Does quantifier elimination help here?

Question

Suppose we have a quantified linear program

$$\exists z_1,\dots,z_{poly(n)}\in\mathbb R$$ $$\exists u_1,\dots,u_n\in\mathcal P\cap\mathbb R^m$$ $$\forall v_1,\dots,v_n\in\mathcal P\cap\mathbb R^m$$ $$AX\leq b$$ where $\mathcal P$ is a bounded and convex polytope defined by $poly(mn)$ inequalities and $X$ is concatenation of all variables.

Then can quantifier elimination help reduce this to a single existential quantifier program with $poly(mn)$ variables and inequalities? Note every defining inequality is of degree $1$.

If $∀$ quantifier had just $\mathbb R^m$ domain then we would even have polynomial time algorithm. So perhaps we can achieve $poly(mn)$ variables and inequalities in general case.
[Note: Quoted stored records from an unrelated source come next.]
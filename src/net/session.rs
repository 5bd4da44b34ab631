use super::packet::{CarUpdate, ItemPlacement, Message};
use super::socket::{ConnectionError, PeerSocket};
use crate::race::{RaceEvent, RaceState};

/// A car update goes out every this many physics ticks (15 Hz at 60 Hz
/// physics).
pub const CAR_UPDATE_INTERVAL: u64 = 4;

/// Broadcast the local kart's authoritative state every
/// [`CAR_UPDATE_INTERVAL`] physics ticks. Loss is fine; the next update
/// overwrites everything anyway.
///
/// The receive side is [`RaceState::apply_packet`], which the physics
/// tick runs at the start of its item stage.
pub fn broadcast_car(socket: &PeerSocket, state: &RaceState) -> Result<(), ConnectionError> {
    if state.tick_count % CAR_UPDATE_INTERVAL != 0 {
        return Ok(());
    }
    let kart = &state.karts[state.player_index];
    socket.broadcast(&Message::CarUpdate(CarUpdate {
        pos: kart.pos,
        speed: kart.speed,
        angle: kart.angle,
        lap: kart.lap,
        item: kart.item,
    }))
}

/// Relay freshly emitted local events that peers must mirror: item
/// placements and box pickups. Returns the new event cursor.
pub fn broadcast_events(
    socket: &PeerSocket,
    state: &RaceState,
    cursor: usize,
) -> Result<usize, ConnectionError> {
    for event in state.events.iter().skip(cursor) {
        match *event {
            RaceEvent::ItemPlaced {
                slot,
                kind,
                pos,
                angle,
                speed,
            } if slot == state.player_index => {
                socket.broadcast(&Message::ItemPlacement(ItemPlacement {
                    kind,
                    pos,
                    angle,
                    speed,
                }))?;
            }
            RaceEvent::BoxPickup { box_index, slot } if slot == state.player_index => {
                socket.broadcast(&Message::BoxPickup {
                    index: box_index as u32,
                })?;
            }
            _ => {}
        }
    }
    Ok(state.events.len())
}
Does something similar to theorem $2$ in http://pages.di.unipi.it/ruggieri/Papers/amai2013.pdf apply here?

Answer 1

Provided $m$, $n$, and the number of inequalities defining $\mathcal P$ are fixed (so that your statement is in first-order logic), quantifier-elimination will provide an equivalent quantifier-free statement, i.e., a Boolean combination of equations and inequalities between polynomials in the entries of $A$, the components of $b$, and the coefficients of the equations defining $\mathcal P$. Unfortunately, the size of that quantifier-free formula can be huge --- doubly exponential in $m$ and $n$, if I remember correctly.

Since you don't insist on quantifier-free but are willing to settle for an existentially quantified statement, the size might not be quite as huge, but I wouldn't be optimistic about doing any better than doubly exponential size.